* [PROBLEM REQUIREMENTS]
Search each line of the data for the word "vars"; copy every line where it is found.

* [PROVIDED RECORDS]
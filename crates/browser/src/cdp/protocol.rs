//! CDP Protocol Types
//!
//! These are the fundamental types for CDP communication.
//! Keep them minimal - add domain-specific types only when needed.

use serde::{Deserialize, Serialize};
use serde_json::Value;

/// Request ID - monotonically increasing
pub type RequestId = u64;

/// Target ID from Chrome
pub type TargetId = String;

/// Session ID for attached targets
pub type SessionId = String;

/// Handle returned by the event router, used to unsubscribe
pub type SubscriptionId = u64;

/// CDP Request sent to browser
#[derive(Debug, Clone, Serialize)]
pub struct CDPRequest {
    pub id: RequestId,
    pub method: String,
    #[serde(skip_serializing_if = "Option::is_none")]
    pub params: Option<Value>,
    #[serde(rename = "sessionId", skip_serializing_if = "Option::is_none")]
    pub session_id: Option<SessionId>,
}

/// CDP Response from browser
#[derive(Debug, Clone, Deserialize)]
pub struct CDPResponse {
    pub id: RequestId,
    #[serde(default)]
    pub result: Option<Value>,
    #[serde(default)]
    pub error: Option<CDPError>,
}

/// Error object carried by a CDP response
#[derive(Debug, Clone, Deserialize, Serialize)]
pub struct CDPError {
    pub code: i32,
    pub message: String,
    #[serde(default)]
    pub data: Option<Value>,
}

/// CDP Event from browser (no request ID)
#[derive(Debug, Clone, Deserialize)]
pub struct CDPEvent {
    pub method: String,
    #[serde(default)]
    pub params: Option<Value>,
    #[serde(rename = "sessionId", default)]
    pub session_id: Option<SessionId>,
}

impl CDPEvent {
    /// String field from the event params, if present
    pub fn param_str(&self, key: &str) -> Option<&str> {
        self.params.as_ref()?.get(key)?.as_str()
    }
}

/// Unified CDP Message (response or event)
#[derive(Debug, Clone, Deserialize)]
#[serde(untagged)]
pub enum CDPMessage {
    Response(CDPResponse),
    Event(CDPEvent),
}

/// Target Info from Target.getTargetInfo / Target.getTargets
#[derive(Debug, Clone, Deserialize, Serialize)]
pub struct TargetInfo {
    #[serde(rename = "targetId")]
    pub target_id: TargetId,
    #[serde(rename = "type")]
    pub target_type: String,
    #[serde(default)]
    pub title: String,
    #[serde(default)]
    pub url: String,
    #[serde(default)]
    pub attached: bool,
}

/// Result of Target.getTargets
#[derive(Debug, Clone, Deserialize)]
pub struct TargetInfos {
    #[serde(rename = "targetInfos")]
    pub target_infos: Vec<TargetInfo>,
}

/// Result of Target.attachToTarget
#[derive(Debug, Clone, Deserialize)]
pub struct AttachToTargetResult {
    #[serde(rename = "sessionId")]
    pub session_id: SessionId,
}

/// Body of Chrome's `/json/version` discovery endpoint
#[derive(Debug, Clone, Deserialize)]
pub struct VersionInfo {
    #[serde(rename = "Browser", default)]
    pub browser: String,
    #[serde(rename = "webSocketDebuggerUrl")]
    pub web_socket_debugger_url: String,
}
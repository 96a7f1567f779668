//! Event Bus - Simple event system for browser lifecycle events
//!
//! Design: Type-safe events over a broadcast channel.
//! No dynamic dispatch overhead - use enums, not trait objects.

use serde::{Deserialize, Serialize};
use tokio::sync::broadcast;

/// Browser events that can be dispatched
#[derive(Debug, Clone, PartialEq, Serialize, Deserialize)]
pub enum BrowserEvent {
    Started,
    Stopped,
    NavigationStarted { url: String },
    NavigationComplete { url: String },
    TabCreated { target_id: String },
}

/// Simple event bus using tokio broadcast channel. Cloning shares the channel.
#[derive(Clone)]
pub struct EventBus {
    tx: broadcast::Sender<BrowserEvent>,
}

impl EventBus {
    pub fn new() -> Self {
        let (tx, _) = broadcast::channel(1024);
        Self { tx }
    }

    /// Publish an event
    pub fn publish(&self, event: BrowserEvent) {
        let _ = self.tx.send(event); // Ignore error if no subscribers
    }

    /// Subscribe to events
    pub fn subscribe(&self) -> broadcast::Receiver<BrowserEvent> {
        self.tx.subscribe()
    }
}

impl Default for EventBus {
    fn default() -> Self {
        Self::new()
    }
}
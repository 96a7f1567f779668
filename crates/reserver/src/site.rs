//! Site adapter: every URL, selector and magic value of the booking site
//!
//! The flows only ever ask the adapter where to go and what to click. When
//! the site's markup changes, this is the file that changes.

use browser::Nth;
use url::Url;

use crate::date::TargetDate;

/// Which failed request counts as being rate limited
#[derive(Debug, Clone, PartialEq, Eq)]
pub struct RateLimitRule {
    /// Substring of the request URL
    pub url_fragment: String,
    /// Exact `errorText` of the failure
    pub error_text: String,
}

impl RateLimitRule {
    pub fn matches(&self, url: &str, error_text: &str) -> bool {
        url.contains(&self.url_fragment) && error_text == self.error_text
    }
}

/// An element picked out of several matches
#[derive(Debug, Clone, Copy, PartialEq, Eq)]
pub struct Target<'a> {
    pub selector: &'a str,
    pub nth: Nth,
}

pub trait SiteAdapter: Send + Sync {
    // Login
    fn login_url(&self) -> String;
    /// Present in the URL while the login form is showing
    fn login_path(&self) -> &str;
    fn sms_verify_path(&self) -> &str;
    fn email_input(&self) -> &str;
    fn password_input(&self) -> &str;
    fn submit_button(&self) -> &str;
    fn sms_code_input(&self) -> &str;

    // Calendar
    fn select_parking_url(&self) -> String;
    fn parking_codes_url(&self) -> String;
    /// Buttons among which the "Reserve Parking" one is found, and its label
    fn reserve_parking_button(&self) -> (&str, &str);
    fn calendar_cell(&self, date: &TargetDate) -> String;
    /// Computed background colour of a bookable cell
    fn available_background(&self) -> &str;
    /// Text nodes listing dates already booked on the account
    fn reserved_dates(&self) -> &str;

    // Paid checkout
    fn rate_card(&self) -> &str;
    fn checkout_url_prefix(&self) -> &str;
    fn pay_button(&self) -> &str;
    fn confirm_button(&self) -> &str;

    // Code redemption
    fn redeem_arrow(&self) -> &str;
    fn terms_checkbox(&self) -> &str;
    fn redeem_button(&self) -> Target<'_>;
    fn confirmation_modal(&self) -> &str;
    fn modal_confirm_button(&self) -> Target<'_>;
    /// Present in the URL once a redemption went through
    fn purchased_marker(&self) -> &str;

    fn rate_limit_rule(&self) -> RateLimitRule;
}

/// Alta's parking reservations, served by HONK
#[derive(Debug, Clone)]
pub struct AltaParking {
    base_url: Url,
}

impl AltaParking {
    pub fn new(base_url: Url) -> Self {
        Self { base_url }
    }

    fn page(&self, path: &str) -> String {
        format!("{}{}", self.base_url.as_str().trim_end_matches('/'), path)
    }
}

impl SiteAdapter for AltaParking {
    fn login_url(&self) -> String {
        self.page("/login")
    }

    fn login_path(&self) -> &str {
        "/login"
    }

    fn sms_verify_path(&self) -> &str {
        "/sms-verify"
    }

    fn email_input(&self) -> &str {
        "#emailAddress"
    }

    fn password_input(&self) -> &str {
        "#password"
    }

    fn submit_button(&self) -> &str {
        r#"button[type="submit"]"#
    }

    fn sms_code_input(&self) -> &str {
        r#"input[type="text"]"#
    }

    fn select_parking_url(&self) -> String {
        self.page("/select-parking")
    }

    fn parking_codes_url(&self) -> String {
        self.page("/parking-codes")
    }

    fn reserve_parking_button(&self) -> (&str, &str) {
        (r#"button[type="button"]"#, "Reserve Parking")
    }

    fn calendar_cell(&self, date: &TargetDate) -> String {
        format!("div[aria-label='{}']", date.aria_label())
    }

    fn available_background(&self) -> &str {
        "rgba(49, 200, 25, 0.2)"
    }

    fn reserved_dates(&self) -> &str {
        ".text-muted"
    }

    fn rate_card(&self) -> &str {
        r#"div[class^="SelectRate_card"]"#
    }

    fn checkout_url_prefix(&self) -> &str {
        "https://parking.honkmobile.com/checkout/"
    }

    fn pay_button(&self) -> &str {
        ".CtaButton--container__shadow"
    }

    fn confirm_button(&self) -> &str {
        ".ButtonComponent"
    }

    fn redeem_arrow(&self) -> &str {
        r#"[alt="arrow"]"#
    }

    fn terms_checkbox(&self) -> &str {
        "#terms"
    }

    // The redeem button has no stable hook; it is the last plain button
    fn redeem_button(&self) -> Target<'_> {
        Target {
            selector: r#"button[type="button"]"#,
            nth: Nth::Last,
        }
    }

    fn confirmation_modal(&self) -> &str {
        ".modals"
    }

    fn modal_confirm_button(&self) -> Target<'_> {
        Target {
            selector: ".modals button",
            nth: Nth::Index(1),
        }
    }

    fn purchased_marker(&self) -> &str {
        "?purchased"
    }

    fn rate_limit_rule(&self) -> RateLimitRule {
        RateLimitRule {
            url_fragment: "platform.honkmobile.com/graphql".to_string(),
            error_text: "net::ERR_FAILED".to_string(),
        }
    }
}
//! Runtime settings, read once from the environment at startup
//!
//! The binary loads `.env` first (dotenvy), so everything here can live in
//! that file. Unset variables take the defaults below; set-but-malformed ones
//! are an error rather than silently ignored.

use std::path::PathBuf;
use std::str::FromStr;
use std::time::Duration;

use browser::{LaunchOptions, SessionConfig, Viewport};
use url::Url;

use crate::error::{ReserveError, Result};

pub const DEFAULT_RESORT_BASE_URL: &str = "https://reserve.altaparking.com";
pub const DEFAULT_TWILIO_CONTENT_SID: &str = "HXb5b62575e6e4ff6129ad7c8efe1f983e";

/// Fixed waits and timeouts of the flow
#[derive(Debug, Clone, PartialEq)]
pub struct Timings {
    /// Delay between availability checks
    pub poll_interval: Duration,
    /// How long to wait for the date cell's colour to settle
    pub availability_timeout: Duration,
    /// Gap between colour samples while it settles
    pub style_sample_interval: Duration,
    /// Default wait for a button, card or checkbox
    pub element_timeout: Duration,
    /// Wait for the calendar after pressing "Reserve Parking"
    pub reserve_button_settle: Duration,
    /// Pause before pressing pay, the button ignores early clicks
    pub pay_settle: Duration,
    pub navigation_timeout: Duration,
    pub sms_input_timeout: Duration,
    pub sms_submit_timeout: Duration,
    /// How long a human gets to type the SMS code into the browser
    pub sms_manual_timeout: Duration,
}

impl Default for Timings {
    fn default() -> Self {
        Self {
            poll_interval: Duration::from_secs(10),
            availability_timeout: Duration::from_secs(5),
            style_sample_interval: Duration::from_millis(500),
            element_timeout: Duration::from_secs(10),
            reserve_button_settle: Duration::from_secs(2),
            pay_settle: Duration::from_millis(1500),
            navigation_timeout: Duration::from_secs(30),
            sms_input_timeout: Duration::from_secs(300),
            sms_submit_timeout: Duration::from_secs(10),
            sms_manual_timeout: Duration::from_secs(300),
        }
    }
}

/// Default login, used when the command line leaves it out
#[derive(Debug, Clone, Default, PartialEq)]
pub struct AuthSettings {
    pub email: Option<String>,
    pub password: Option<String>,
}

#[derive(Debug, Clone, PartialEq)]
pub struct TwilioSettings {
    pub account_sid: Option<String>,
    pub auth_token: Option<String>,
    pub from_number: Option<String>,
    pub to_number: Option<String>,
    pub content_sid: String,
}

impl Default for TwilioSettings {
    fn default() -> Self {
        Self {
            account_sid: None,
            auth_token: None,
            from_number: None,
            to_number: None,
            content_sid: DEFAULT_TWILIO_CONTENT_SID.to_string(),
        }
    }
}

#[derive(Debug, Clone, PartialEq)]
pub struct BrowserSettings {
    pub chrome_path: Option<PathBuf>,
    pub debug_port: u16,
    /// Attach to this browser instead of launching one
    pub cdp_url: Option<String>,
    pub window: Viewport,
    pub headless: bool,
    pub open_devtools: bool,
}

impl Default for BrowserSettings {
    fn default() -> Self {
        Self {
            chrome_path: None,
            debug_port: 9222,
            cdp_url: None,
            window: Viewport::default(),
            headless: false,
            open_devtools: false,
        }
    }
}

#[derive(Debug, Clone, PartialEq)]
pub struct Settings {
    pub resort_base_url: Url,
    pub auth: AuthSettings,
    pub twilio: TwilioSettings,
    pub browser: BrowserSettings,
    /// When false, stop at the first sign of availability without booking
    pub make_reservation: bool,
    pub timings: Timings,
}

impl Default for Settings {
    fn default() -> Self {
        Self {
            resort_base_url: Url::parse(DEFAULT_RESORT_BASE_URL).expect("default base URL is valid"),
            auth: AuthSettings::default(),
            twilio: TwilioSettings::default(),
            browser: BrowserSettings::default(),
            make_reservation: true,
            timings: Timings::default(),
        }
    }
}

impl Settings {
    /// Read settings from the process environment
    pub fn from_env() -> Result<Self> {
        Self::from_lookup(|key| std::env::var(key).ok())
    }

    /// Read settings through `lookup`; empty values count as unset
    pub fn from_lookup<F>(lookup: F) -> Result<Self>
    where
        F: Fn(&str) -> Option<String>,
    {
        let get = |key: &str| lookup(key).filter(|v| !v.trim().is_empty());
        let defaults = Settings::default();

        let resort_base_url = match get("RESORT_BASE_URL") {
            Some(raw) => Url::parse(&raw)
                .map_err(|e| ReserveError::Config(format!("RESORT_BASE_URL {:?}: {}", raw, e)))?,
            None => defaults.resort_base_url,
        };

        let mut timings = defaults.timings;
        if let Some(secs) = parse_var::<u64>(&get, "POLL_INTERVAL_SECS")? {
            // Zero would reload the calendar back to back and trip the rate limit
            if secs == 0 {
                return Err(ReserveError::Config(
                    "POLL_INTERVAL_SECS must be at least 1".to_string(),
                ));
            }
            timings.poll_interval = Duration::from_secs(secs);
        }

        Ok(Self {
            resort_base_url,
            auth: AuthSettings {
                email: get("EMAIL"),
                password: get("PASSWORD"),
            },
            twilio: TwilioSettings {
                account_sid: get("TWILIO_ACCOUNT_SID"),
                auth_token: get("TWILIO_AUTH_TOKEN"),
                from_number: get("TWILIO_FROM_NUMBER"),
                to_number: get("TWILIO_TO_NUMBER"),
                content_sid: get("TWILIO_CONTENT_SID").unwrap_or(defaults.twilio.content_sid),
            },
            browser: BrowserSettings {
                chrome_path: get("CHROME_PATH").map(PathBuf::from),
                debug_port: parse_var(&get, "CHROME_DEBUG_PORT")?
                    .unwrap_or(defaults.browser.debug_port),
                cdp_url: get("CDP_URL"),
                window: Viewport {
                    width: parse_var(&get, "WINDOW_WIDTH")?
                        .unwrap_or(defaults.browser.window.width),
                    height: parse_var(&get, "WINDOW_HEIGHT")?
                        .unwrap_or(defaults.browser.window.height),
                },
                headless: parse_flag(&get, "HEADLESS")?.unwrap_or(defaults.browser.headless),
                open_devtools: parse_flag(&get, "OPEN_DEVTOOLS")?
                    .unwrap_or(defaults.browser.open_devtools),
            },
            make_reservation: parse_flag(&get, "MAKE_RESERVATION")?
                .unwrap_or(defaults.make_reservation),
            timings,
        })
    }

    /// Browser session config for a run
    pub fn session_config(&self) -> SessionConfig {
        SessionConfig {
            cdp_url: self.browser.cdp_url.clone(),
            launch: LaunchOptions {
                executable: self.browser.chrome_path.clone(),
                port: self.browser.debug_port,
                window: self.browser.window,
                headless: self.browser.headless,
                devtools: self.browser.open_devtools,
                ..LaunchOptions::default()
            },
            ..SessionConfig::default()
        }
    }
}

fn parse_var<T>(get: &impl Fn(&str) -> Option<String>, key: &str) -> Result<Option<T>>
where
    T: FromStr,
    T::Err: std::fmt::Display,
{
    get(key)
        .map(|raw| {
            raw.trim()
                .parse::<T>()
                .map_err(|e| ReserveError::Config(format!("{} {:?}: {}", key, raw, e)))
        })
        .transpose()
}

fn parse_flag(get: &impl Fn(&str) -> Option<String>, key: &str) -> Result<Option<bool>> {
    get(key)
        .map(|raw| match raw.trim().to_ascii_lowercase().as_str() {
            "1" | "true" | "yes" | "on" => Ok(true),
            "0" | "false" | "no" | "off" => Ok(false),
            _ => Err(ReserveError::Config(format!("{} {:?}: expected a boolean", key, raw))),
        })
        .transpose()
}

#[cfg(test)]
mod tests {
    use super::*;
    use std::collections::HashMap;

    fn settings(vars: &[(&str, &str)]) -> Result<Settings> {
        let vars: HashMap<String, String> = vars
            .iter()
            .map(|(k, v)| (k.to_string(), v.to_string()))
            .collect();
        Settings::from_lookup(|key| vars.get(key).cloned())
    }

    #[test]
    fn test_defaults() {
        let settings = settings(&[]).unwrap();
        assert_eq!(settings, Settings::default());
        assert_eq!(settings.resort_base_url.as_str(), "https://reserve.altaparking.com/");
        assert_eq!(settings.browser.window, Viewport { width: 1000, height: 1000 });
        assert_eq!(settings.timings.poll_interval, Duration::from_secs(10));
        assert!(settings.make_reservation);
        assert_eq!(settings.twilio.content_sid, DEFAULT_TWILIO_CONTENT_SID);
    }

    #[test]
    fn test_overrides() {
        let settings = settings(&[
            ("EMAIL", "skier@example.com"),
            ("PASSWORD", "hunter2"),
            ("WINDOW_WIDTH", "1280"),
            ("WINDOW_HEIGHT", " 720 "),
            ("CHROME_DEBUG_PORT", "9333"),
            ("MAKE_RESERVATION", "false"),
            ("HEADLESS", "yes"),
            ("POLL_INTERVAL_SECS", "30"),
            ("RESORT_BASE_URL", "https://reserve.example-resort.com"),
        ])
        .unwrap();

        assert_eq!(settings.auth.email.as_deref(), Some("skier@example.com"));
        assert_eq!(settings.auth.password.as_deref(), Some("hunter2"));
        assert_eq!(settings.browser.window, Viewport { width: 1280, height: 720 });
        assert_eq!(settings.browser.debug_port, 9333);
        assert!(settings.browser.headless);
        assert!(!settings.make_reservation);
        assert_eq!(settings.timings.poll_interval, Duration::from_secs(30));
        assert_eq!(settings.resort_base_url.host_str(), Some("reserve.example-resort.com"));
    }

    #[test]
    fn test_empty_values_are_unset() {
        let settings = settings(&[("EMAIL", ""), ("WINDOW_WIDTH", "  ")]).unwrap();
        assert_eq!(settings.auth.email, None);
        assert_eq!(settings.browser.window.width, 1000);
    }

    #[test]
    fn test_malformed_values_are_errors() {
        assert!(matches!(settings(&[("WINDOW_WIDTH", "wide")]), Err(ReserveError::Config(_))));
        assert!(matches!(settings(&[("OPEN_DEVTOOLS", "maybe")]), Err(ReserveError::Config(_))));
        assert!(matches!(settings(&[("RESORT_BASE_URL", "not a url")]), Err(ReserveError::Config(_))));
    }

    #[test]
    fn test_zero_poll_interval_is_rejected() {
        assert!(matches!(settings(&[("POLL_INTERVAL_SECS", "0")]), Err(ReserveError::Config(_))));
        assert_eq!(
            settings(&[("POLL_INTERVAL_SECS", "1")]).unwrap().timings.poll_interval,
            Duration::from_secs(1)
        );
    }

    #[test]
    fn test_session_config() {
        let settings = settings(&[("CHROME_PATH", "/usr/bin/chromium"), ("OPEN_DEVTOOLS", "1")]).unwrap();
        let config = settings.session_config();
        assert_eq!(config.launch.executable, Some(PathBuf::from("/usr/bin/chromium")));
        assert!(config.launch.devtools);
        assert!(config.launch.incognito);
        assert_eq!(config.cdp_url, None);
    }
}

* [SOLUTION FOR THIS EXERCISE]
    fn settings(vars: &[(&str, &str)]) -> Result<Settings> {
        let vars: HashMap<String, String> = vars
        Settings::from_lookup(|key| vars.get(key).cloned())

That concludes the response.